Auch dies ist eine wichtige Arbeit, die der Nitribitt e.V. gerne übernimmt. So bekommen die Frauen Hilfe beim Ausstieg, der sich nicht nur auf die Beratung bezieht. Wichtige Termine bei Behörden und Ämter können begleitet werden, da oftmals danach keine Arbeit vorhanden ist. Hier muss dann ein Antrag auf Hart IV gestellt werden, was natürlich nicht immer ganz angenehm ist. So werden die Damen auch über die derzeitige rechtliche Lage informiert, die sich allerdings im Januar noch ändern könnte. Allerdings könnte sich da einiges erheblich verschlechtern, doch noch sind die neuen Gesetze nicht gültig.
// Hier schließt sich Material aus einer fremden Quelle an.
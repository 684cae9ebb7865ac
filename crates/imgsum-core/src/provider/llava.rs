//! LLaVA backend served by a local Ollama instance.
//!
//! No authentication required, just Ollama running with the model pulled.
//! The model is checked and warmed up once per process through the shared
//! registry; later calls reuse it.

use super::backend::{model_or, Generation, ModelBackend, Task};
use super::http;
use super::registry::{local_models, LoadedModel};
use crate::config::ModelConfig;
use crate::error::{ProviderError, ProviderResult};
use async_trait::async_trait;
use serde::{Deserialize, Serialize};
use std::time::{Duration, Instant};

pub const DEFAULT_ENDPOINT: &str = "http://localhost:11434";
pub const DEFAULT_MODEL: &str = "llava";

/// Ollama backend for LLaVA-family models.
pub struct LlavaBackend {
    endpoint: String,
    timeout: Duration,
    client: reqwest::Client,
}

impl LlavaBackend {
    pub fn new(endpoint: &str, timeout: Duration) -> Self {
        Self {
            endpoint: endpoint.trim_end_matches('/').to_string(),
            timeout,
            client: http::client(),
        }
    }

    /// Make sure `model` is pulled and resident, once per process.
    async fn ensure_loaded(&self, model: &str) -> ProviderResult<()> {
        let key = format!("llava:{}:{model}", self.endpoint);
        local_models()
            .get_or_load(&key, || self.load(model))
            .await
            .map(|_| ())
    }

    async fn load(&self, model: &str) -> ProviderResult<LoadedModel> {
        let load_error = |message: String| ProviderError::ModelLoad {
            model: model.to_string(),
            message,
        };

        let tags: TagsResponse = http::send_json(
            "llava",
            self.client
                .get(format!("{}/api/tags", self.endpoint))
                .timeout(Duration::from_secs(10)),
        )
        .await
        .map_err(|e| load_error(format!("Ollama is not reachable at {}: {e}", self.endpoint)))?;

        if !tags.has_model(model) {
            return Err(load_error(format!(
                "model not found in Ollama, run `ollama pull {model}`"
            )));
        }

        // An empty prompt makes Ollama load the weights without generating.
        let warm = GenerateRequest {
            model: model.to_string(),
            prompt: String::new(),
            system: None,
            images: Vec::new(),
            stream: false,
            options: None,
        };
        http::send_json::<GenerateResponse>(
            "llava",
            self.client
                .post(format!("{}/api/generate", self.endpoint))
                .json(&warm)
                .timeout(self.timeout),
        )
        .await
        .map_err(|e| load_error(e.to_string()))?;

        Ok(LoadedModel {
            endpoint: self.endpoint.clone(),
            model: model.to_string(),
        })
    }
}

fn request_body(model_name: &str, model: &ModelConfig, task: &Task) -> GenerateRequest {
    GenerateRequest {
        model: model_name.to_string(),
        prompt: task.user_prompt(),
        system: Some(model.system_prompt().to_string()).filter(|s| !s.is_empty()),
        images: task.image().map(|i| i.base64()).into_iter().collect(),
        stream: false,
        options: Some(GenerateOptions {
            temperature: model.temperature(),
            num_predict: model.max_tokens(),
        }),
    }
}

/// Ollama /api/generate request body.
#[derive(Serialize)]
struct GenerateRequest {
    model: String,
    prompt: String,
    #[serde(skip_serializing_if = "Option::is_none")]
    system: Option<String>,
    #[serde(skip_serializing_if = "Vec::is_empty")]
    images: Vec<String>,
    stream: bool,
    #[serde(skip_serializing_if = "Option::is_none")]
    options: Option<GenerateOptions>,
}

#[derive(Serialize)]
struct GenerateOptions {
    temperature: f32,
    num_predict: u32,
}

/// Ollama /api/generate response.
#[derive(Deserialize)]
struct GenerateResponse {
    #[serde(default)]
    response: String,
    prompt_eval_count: Option<u32>,
    eval_count: Option<u32>,
}

impl GenerateResponse {
    fn tokens_used(&self) -> Option<u32> {
        match (self.prompt_eval_count, self.eval_count) {
            (None, None) => None,
            (a, b) => Some(a.unwrap_or(0) + b.unwrap_or(0)),
        }
    }
}

/// Ollama /api/tags response.
#[derive(Deserialize)]
struct TagsResponse {
    #[serde(default)]
    models: Vec<TagEntry>,
}

#[derive(Deserialize)]
struct TagEntry {
    name: String,
}

impl TagsResponse {
    /// `llava` matches `llava:latest`; a tagged name must match exactly.
    fn has_model(&self, model: &str) -> bool {
        self.models.iter().any(|m| {
            m.name == model || (!model.contains(':') && m.name == format!("{model}:latest"))
        })
    }
}

#[async_trait]
impl ModelBackend for LlavaBackend {
    fn name(&self) -> &str {
        "llava"
    }

    fn is_local(&self) -> bool {
        true
    }

    async fn generate(&self, model: &ModelConfig, task: &Task) -> ProviderResult<Generation> {
        let model_name = model_or(model, DEFAULT_MODEL);
        self.ensure_loaded(model_name).await?;

        let start = Instant::now();
        let request = self
            .client
            .post(format!("{}/api/generate", self.endpoint))
            .json(&request_body(model_name, model, task))
            .timeout(self.timeout);
        let resp: GenerateResponse = http::send_json("llava", request).await?;

        Ok(Generation {
            text: http::non_empty("llava", &resp.response)?,
            model: model_name.to_string(),
            tokens_used: resp.tokens_used(),
            latency_ms: start.elapsed().as_millis() as u64,
        })
    }

    fn timeout(&self) -> Duration {
        self.timeout
    }
}
//! HTTP upload API.
//!
//! `POST /summarize` takes multipart uploads in the `images` field, `GET
//! /config` reports the summarizer wiring, and `GET /health` is a liveness
//! probe.

mod handlers;

use axum::extract::DefaultBodyLimit;
use axum::routing::{get, post};
use axum::Router;
use imgsum_core::ImageSummarizer;
use std::net::SocketAddr;
use std::sync::Arc;
use tokio::net::TcpListener;
use tower_http::cors::CorsLayer;
use tower_http::trace::TraceLayer;

/// Largest accepted request body.
pub const MAX_BODY_SIZE: usize = 100 * 1024 * 1024;

/// Shared state for all handlers.
pub struct AppState {
    pub summarizer: ImageSummarizer,
}

/// Build the router with CORS, tracing and the upload limit applied.
pub fn router(state: Arc<AppState>) -> Router {
    Router::new()
        .route("/summarize", post(handlers::summarize))
        .route("/config", get(handlers::config))
        .route("/health", get(handlers::health))
        .layer(DefaultBodyLimit::max(MAX_BODY_SIZE))
        .layer(CorsLayer::permissive())
        .layer(TraceLayer::new_for_http())
        .with_state(state)
}

/// Bind `addr` and serve until Ctrl-C.
pub async fn serve(state: Arc<AppState>, addr: SocketAddr) -> anyhow::Result<()> {
    let listener = TcpListener::bind(addr)
        .await
        .map_err(|e| anyhow::anyhow!("Failed to bind {addr}: {e}"))?;
    tracing::info!("Listening on http://{addr}");

    axum::serve(listener, router(state))
        .with_graceful_shutdown(shutdown_signal())
        .await?;
    Ok(())
}

async fn shutdown_signal() {
    match tokio::signal::ctrl_c().await {
        Ok(()) => tracing::info!("Shutting down"),
        Err(e) => {
            tracing::error!("Failed to listen for shutdown signal: {e}");
            std::future::pending::<()>().await;
        }
    }
}
//! imgsum CLI - describe a batch of images with an AI provider and summarize them.
//!
//! # Usage
//!
//! ```bash
//! # Summarize a few images with the configured provider
//! imgsum summarize beach.jpg sunset.png
//!
//! # JSON output to a file, forcing a provider
//! imgsum summarize *.jpg --format json --output results.json --provider llava
//!
//! # Serve the upload API
//! imgsum serve --port 5000
//!
//! # View configuration
//! imgsum config show
//! ```

use clap::{Parser, Subcommand};
use imgsum_core::{Config, ConfigError};
use std::path::PathBuf;
use std::process::ExitCode;

mod cli;
mod logging;
mod server;

/// imgsum - describe images with AI and summarize them into one report.
#[derive(Parser, Debug)]
#[command(name = "imgsum")]
#[command(author, version, about, long_about = None)]
#[command(propagate_version = true)]
struct Cli {
    /// Enable verbose (debug) logging
    #[arg(short, long, global = true)]
    verbose: bool,

    /// Output logs in JSON format
    #[arg(long, global = true)]
    json_logs: bool,

    /// Path to the configuration file
    #[arg(long, global = true, env = "IMGSUM_CONFIG")]
    config: Option<String>,

    #[command(subcommand)]
    command: Commands,
}

/// Available commands.
#[derive(Subcommand, Debug)]
enum Commands {
    /// Describe images and summarize the descriptions
    Summarize(cli::summarize::SummarizeArgs),

    /// Serve the HTTP upload API
    Serve(cli::serve::ServeArgs),

    /// View and manage configuration
    Config(cli::config::ConfigArgs),
}

#[tokio::main]
async fn main() -> ExitCode {
    let cli = Cli::parse();

    let config_path = cli
        .config
        .as_deref()
        .map(|p| PathBuf::from(shellexpand::tilde(p).into_owned()))
        .unwrap_or_else(Config::default_path);

    // Logging isn't initialized yet, so config problems surface once a
    // command needs the config.
    let loaded = Config::load_from(&config_path);
    match &loaded {
        Ok(config) => logging::init_from_config(config, cli.verbose, cli.json_logs),
        Err(_) => logging::init_from_config(&Config::default(), cli.verbose, cli.json_logs),
    }

    tracing::debug!("imgsum v{}", imgsum_core::VERSION);

    let outcome = match cli.command {
        Commands::Summarize(args) => cli::summarize::execute(args, loaded).await,
        Commands::Serve(args) => cli::serve::execute(args, loaded).await,
        Commands::Config(args) => cli::config::execute(args, &config_path, loaded).await,
    };

    match outcome {
        Ok(code) => code,
        Err(e) => {
            if let Some(ConfigError::NotFound(path)) = e.downcast_ref::<ConfigError>() {
                eprintln!("Configuration file not found: {}", path.display());
                eprintln!("  Create one with `imgsum config init`.");
            } else {
                eprintln!("Error: {e:#}");
            }
            ExitCode::FAILURE
        }
    }
}
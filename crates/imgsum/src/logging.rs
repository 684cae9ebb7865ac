//! Logging initialization.
//!
//! Uses the `tracing` ecosystem with either human-readable or JSON output.

use tracing_subscriber::{fmt, prelude::*, EnvFilter};

/// Initialize the logging subsystem.
///
/// # Arguments
///
/// * `level` - Default filter directive (e.g. "info", "debug").
/// * `json_format` - If true, outputs structured JSON logs; otherwise pretty-printed.
///
/// # Notes
///
/// - Log output goes to stderr (stdout is reserved for results)
/// - The RUST_LOG environment variable overrides `level`
pub fn init(level: &str, json_format: bool) {
    let filter = EnvFilter::try_from_default_env()
        .or_else(|_| EnvFilter::try_new(level))
        .unwrap_or_else(|_| EnvFilter::new("info"));

    if json_format {
        tracing_subscriber::registry()
            .with(filter)
            .with(fmt::layer().json().with_writer(std::io::stderr))
            .init();
    } else {
        tracing_subscriber::registry()
            .with(filter)
            .with(
                fmt::layer()
                    .with_target(false)
                    .with_writer(std::io::stderr)
                    .with_ansi(true),
            )
            .init();
    }
}

/// Initialize logging from the `[logging]` section, with CLI overrides.
pub fn init_from_config(
    config: &imgsum_core::Config,
    verbose_override: bool,
    json_logs_override: bool,
) {
    let level = if verbose_override {
        "debug"
    } else {
        config.logging.level.as_str()
    };
    let json_format = json_logs_override || config.logging.format == "json";
    init(level, json_format);
}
Über all diese Dinge klärt der Nitribitt e.V. auf, damit der Beruf der Prostituierten nicht so einsam bleiben muss. Denn genau dies ist der wichtigste Punkt, da die meisten Frauen immer alleine arbeiten. Ebenso sucht der Nitribitt e.V. noch Helfer, die sich mit diesem Gewerbe auskennen. Gerne dürfen dass auch ehemalige Prostituierte sein, oder auch Angehörige. Denn Information ist in diesem Geschäft mehr als wichtig, selbst wenn die Dame in einem Bordell ihre Arbeit erledigt.